Everyone who takes this film journey will experience it differently.  It's a complex, remarkable, affecting trip via Nathaniel's mind and heart.  Along the way, we're exposed to some of Louis Kahn's magnificent architecture, his former colleagues, staff and friends, and those whom he loved. 

Kahn's Salk complex in California is a masterpiece, and is considered so by one of our greatest living architects, I.M. Pei.  Referring to it in a conversation with Nathaniel, he says:
Architecture must have an element of time.  How can you judge a work today?  Let's say a work by any one of these modern architects that you know about.  It's exciting and wonderful, and then what'll happen to it twenty, fifty years later?  That's the measure ... that's right.  That it'll always be as perfect as it was conceived.  The mystique may fade away, but the spirituality of that project will remain.  Now that building will stand the test of time, no question about it.
Nathaniel felt there was something spiritual about the Salk space and for the first time since his father died, while there among those buildings, he felt he was getting closer to his father.

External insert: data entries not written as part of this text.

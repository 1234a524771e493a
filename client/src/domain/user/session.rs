//! [`Session`] definitions.

use derive_more::{AsRef, Debug};
use serde::{Deserialize, Serialize};

use super::User;

/// Session of the currently authenticated [`User`].
#[derive(Clone, Debug, PartialEq)]
pub struct Session {
    /// [`User`] owning this [`Session`].
    pub user: User,

    /// Access [`Token`] of this [`Session`].
    pub token: Token,
}

/// Access token of a [`Session`].
///
/// Its value is redacted from the [`Debug`] output.
#[derive(AsRef, Clone, Debug, Deserialize, Eq, PartialEq, Serialize)]
#[as_ref(str)]
#[debug("Token(***)")]
#[serde(try_from = "String", into = "String")]
pub struct Token(String);

impl Token {
    /// Creates a new [`Token`] if the given `token` is not empty.
    #[must_use]
    pub fn new(token: impl Into<String>) -> Option<Self> {
        let token = token.into();
        (!token.is_empty()).then_some(Self(token))
    }
}

impl TryFrom<String> for Token {
    type Error = &'static str;

    fn try_from(token: String) -> Result<Self, Self::Error> {
        Self::new(token).ok_or("empty `Token`")
    }
}

impl From<Token> for String {
    fn from(token: Token) -> Self {
        token.0
    }
}

/// State of the client session.
#[derive(Clone, Debug, PartialEq)]
pub enum State {
    /// No [`User`] is authenticated.
    Anonymous,

    /// Authentication is in progress.
    Authenticating,

    /// [`User`] is authenticated within the [`Session`].
    Authenticated(Session),
}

While interviewing someone who'd worked with his father and had been unaware of Nathaniel's existence, Nathaniel was asked, "Did you know him (your father) well?"  Nathaniel replied, "I had a sense for him, and I saw him once a week, maybe.  That's about all."  Words delivered without emotion, yet conveying so much.

Louis Kahn was sixty-one years old when Nathaniel was born, had three different families all at once who lived within several miles of each other, but who never crossed paths until Kahn's funeral.

Two great architects, Frank Lloyd Wright and Louis I. Kahn, created masterpieces and yet lived turbulent, chaotic emotional lives.  It makes one wonder about the nature of genius.

This film is about the complexity of the human heart; the courage to love in defiance of accepted societal values; the price that's exacted; the capacity to accept and forgive; and to ultimately find peace in the shadow of genius.

It bears repeat viewing, and its richness can't be overstated.  It lingers and haunts.

Nathaniel, I hope you found lasting peace.